--- START ---
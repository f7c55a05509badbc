//! Terminal rendering of batch event streams.

use console::style;
use indicatif::{ProgressBar, ProgressStyle};

use crate::services::batch::{BatchEvent, EventStream};

/// Consume a session's events until the terminal event, rendering progress
/// with a bar and everything else as styled lines.
///
/// Returns an error when the session ends with a terminal `Error` event.
pub async fn render_events(mut stream: EventStream) -> anyhow::Result<()> {
    let mut bar: Option<ProgressBar> = None;

    while let Some(event) = stream.next().await {
        match event {
            BatchEvent::Progress {
                current,
                total,
                message,
                ..
            } => {
                let pb = bar.get_or_insert_with(|| {
                    let pb = ProgressBar::new(total as u64);
                    pb.set_style(
                        ProgressStyle::with_template(
                            "{bar:30.cyan/dim} {pos}/{len} {wide_msg}",
                        )
                        .expect("static template"),
                    );
                    pb
                });
                pb.set_length(total as u64);
                pb.set_position(current as u64);
                pb.set_message(message);
            }
            BatchEvent::Status { message } => {
                print_above(&bar, &format!("  {}", style(message).dim()));
            }
            BatchEvent::Info { message } => {
                print_above(&bar, &format!("{}", style(message).cyan()));
            }
            BatchEvent::Warning { message } => {
                print_above(&bar, &format!("{}", style(message).yellow()));
            }
            BatchEvent::Success { message } => {
                print_above(&bar, &format!("{}", style(message).green()));
            }
            BatchEvent::Complete {
                message,
                folder,
                stats,
            } => {
                if let Some(pb) = bar.take() {
                    pb.finish_and_clear();
                }
                println!("{}", style(message).green().bold());
                println!("  folder: {folder}");
                println!(
                    "  totals: {} complete, {} partial, {} failed, {} restricted, {} skipped",
                    stats.complete, stats.partial, stats.failed, stats.restricted, stats.skipped
                );
            }
            BatchEvent::Error { message } => {
                if let Some(pb) = bar.take() {
                    pb.finish_and_clear();
                }
                anyhow::bail!("{message}");
            }
            BatchEvent::Keepalive => {}
        }
    }

    Ok(())
}

fn print_above(bar: &Option<ProgressBar>, line: &str) {
    match bar {
        Some(pb) => pb.println(line),
        None => println!("{line}"),
    }
}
--- END ---
### WHAT TO WORK ON
Across the records above, tally the lines that contain "restricted" and give the result as a number alone.

### ANSWER TO THIS PROBLEM
2